What is required –
One figure is wanted here: how many lines in the entries hold the word "NamingViolation".

Source records –
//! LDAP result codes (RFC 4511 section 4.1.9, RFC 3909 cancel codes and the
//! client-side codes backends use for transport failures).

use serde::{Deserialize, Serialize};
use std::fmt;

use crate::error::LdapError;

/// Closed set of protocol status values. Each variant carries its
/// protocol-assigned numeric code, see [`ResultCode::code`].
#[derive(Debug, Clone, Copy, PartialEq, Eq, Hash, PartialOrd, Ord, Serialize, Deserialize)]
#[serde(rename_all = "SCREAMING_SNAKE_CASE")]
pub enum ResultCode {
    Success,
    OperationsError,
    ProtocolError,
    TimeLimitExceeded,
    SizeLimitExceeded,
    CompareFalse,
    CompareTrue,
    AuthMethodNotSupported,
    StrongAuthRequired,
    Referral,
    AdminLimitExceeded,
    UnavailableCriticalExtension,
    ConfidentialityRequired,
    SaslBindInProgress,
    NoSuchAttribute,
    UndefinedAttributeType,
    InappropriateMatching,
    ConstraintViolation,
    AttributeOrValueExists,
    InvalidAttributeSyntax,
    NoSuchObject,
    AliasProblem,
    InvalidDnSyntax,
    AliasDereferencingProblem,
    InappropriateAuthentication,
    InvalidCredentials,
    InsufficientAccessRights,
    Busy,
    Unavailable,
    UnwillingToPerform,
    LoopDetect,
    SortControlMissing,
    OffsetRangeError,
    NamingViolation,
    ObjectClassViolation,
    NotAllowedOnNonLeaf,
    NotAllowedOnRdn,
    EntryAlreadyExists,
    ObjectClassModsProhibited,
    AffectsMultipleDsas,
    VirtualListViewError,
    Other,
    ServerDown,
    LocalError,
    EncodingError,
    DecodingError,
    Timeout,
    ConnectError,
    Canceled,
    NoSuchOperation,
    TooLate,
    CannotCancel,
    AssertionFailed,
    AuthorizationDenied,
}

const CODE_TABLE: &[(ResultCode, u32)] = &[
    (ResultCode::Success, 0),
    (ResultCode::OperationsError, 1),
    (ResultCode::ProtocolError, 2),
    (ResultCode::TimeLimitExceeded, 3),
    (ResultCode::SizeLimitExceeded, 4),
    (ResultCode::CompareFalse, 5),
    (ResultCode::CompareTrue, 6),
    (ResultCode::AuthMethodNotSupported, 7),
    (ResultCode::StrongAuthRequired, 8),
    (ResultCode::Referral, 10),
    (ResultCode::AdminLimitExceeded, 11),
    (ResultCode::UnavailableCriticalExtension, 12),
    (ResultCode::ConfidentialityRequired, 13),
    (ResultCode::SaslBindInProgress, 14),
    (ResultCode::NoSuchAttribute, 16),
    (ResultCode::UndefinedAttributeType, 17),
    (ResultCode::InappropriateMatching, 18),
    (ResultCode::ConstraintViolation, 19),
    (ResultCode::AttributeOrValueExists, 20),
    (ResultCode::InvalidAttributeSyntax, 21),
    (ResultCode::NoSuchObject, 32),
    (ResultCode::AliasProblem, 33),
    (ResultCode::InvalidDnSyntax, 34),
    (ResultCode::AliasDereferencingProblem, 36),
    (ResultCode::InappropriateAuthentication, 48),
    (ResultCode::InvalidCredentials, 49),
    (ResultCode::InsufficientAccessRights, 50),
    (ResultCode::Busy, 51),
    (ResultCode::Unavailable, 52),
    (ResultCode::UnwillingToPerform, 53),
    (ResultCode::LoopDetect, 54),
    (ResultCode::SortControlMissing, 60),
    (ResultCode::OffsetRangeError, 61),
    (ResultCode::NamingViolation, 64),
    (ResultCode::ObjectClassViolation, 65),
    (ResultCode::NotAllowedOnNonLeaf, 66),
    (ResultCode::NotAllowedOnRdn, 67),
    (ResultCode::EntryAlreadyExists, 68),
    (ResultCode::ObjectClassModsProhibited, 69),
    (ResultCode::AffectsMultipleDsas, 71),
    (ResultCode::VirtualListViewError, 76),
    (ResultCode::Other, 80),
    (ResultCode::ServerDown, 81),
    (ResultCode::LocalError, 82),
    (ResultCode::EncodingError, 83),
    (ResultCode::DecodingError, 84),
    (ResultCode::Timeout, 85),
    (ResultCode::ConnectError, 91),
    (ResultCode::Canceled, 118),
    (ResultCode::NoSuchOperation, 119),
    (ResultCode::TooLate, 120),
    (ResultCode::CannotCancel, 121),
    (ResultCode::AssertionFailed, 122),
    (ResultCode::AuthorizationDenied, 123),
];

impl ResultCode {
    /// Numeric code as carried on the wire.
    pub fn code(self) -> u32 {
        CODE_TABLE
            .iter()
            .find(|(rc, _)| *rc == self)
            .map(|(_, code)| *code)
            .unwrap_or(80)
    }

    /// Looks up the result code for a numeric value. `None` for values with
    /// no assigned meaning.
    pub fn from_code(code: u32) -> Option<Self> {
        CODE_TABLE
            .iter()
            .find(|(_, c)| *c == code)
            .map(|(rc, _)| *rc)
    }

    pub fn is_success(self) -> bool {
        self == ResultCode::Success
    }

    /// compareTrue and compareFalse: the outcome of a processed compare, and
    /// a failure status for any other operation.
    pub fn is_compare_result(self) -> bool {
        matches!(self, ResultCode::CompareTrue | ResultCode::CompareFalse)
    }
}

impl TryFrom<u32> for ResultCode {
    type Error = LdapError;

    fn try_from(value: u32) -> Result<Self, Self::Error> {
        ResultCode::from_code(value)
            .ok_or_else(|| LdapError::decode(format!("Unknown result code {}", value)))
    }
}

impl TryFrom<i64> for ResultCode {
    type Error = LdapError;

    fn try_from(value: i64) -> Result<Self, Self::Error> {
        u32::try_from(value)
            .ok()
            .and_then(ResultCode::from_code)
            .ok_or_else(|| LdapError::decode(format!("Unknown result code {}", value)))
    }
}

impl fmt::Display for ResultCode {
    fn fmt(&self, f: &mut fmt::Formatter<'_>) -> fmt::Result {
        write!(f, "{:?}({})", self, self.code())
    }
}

---

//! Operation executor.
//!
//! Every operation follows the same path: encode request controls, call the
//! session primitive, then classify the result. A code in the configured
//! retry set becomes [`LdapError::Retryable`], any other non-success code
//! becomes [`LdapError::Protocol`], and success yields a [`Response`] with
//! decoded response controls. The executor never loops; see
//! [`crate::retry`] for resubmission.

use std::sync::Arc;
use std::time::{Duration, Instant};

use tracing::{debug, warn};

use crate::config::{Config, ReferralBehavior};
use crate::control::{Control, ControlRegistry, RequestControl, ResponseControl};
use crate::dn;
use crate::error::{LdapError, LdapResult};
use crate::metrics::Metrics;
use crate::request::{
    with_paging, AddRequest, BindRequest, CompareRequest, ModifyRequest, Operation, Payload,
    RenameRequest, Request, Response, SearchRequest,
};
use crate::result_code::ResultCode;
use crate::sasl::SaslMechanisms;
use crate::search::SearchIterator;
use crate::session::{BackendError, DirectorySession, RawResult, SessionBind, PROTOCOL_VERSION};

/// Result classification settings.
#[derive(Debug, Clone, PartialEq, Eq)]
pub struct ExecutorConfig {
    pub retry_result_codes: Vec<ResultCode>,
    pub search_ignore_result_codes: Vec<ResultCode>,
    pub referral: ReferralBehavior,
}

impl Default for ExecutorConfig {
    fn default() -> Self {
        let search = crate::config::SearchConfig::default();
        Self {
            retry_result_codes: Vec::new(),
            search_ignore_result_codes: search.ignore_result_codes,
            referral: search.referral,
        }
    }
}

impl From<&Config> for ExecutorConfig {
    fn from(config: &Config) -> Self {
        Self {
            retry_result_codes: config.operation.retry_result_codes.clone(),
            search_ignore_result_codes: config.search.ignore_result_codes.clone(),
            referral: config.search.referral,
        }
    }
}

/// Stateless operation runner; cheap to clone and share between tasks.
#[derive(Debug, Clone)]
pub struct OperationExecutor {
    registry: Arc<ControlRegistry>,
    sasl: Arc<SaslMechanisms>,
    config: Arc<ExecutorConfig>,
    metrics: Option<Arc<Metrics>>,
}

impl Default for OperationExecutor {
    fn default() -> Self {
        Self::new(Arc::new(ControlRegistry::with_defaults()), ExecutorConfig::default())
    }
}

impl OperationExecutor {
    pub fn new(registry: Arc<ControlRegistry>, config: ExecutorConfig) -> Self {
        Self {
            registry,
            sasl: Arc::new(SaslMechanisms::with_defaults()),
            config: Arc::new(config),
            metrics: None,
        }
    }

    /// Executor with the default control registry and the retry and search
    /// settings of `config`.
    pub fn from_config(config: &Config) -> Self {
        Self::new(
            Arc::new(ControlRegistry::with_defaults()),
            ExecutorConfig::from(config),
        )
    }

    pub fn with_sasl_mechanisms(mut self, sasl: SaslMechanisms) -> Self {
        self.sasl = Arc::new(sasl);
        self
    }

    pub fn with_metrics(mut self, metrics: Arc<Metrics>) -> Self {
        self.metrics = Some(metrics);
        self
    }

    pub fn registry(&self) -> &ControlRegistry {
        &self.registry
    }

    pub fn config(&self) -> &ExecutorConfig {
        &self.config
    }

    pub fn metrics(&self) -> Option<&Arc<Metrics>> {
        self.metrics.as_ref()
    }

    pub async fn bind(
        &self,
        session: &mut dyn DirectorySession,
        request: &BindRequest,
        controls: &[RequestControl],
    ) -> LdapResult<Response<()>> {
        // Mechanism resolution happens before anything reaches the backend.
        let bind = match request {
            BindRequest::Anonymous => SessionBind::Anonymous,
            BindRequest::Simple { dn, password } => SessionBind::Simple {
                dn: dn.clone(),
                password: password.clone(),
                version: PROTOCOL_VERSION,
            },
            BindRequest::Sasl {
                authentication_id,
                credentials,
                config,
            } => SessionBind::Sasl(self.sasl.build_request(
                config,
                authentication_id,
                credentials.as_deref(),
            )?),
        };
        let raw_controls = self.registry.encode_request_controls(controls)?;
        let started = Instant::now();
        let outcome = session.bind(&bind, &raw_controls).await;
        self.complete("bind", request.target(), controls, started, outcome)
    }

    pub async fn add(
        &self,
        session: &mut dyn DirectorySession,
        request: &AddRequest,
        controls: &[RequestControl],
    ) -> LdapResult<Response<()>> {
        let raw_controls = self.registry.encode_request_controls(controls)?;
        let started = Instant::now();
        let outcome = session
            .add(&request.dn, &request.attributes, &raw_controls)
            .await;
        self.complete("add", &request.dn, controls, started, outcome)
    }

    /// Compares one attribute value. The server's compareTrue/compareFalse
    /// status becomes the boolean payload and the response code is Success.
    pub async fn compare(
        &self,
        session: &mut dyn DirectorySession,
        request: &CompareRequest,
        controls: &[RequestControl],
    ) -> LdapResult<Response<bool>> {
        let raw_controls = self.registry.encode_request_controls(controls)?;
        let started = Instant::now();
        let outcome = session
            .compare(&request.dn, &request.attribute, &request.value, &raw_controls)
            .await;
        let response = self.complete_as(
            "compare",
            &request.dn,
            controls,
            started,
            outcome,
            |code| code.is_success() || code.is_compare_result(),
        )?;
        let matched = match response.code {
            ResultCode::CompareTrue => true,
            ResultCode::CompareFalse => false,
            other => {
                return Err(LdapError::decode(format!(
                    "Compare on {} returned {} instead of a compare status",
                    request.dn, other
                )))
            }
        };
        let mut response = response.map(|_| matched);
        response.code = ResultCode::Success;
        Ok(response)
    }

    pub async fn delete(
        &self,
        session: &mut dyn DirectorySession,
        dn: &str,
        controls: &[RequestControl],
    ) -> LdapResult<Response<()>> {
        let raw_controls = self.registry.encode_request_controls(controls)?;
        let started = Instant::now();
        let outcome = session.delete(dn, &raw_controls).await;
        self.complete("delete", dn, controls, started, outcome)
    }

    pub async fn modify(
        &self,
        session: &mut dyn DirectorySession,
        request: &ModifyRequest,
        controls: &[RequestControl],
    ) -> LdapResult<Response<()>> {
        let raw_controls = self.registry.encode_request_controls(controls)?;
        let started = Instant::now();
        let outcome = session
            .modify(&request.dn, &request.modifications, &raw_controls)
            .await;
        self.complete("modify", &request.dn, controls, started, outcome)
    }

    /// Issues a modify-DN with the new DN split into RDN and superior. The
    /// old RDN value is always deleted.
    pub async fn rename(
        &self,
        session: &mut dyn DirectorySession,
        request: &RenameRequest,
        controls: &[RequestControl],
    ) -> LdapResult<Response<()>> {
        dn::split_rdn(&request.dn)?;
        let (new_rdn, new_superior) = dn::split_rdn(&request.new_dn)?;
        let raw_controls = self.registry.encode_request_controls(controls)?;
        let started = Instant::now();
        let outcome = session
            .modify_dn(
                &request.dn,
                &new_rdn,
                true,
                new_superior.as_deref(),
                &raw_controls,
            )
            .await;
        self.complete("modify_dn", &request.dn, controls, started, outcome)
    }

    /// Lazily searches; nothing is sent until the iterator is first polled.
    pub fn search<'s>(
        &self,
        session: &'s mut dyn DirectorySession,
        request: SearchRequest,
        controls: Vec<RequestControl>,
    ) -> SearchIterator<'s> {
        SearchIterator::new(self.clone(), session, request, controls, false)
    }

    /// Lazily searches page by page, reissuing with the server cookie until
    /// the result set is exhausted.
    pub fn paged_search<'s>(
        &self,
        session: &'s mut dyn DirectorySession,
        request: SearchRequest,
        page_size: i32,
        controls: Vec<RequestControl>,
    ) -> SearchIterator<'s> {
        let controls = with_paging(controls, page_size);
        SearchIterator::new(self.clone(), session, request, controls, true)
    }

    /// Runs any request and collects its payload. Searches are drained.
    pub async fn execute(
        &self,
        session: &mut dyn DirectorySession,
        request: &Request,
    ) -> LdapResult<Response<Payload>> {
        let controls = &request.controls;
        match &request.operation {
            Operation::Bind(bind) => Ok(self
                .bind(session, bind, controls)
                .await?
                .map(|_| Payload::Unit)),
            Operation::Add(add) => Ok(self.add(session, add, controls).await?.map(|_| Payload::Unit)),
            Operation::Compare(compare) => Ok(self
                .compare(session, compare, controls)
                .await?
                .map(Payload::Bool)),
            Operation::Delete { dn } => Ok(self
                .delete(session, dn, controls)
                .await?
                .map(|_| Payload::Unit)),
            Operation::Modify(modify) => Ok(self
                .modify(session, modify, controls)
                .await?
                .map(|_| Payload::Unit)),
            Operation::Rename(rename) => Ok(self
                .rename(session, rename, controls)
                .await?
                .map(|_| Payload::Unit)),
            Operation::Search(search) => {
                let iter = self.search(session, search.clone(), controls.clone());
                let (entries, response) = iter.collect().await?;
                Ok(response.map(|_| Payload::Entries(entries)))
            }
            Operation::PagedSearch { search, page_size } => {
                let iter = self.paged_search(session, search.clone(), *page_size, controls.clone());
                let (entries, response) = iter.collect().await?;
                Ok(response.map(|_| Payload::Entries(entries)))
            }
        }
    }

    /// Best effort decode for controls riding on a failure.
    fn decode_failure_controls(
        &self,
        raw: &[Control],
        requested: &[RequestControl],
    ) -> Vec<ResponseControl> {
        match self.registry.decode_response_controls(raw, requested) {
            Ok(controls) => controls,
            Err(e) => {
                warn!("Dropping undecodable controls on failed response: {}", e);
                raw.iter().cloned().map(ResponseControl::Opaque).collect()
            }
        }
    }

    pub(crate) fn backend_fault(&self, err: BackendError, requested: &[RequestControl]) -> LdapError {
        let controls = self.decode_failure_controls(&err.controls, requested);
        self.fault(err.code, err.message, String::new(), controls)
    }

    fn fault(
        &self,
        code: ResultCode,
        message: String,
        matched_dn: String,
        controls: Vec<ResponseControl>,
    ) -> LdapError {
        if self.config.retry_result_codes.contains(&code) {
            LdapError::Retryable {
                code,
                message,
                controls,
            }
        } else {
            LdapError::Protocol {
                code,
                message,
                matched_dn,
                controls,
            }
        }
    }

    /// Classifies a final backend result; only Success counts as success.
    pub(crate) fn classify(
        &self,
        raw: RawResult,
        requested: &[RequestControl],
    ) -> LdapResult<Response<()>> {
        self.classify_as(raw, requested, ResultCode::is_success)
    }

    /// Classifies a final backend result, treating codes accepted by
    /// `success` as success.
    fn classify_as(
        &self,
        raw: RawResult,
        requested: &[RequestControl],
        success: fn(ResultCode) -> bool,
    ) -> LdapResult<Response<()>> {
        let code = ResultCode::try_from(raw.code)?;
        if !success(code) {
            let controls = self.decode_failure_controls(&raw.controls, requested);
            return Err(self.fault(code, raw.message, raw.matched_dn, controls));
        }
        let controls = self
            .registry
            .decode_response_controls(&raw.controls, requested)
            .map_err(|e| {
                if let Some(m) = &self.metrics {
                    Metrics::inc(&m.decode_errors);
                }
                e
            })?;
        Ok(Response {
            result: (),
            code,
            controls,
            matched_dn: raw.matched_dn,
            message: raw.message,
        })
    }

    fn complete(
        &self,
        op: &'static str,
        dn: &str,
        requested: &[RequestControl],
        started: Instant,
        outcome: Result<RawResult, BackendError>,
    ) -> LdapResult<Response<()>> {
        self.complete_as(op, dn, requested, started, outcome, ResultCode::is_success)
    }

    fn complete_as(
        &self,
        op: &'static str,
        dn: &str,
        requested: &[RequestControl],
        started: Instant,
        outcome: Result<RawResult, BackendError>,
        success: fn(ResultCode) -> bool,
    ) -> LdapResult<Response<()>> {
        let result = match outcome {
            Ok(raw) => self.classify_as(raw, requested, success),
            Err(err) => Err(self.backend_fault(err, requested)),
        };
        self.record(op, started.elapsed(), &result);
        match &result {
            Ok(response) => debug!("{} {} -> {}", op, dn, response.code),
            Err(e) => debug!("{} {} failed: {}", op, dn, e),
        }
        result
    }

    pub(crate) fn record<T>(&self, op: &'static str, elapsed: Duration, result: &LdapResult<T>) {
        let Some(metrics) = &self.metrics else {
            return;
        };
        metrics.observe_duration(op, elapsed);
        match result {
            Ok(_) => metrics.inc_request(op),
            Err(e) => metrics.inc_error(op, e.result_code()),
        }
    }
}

Solution to this problem –
2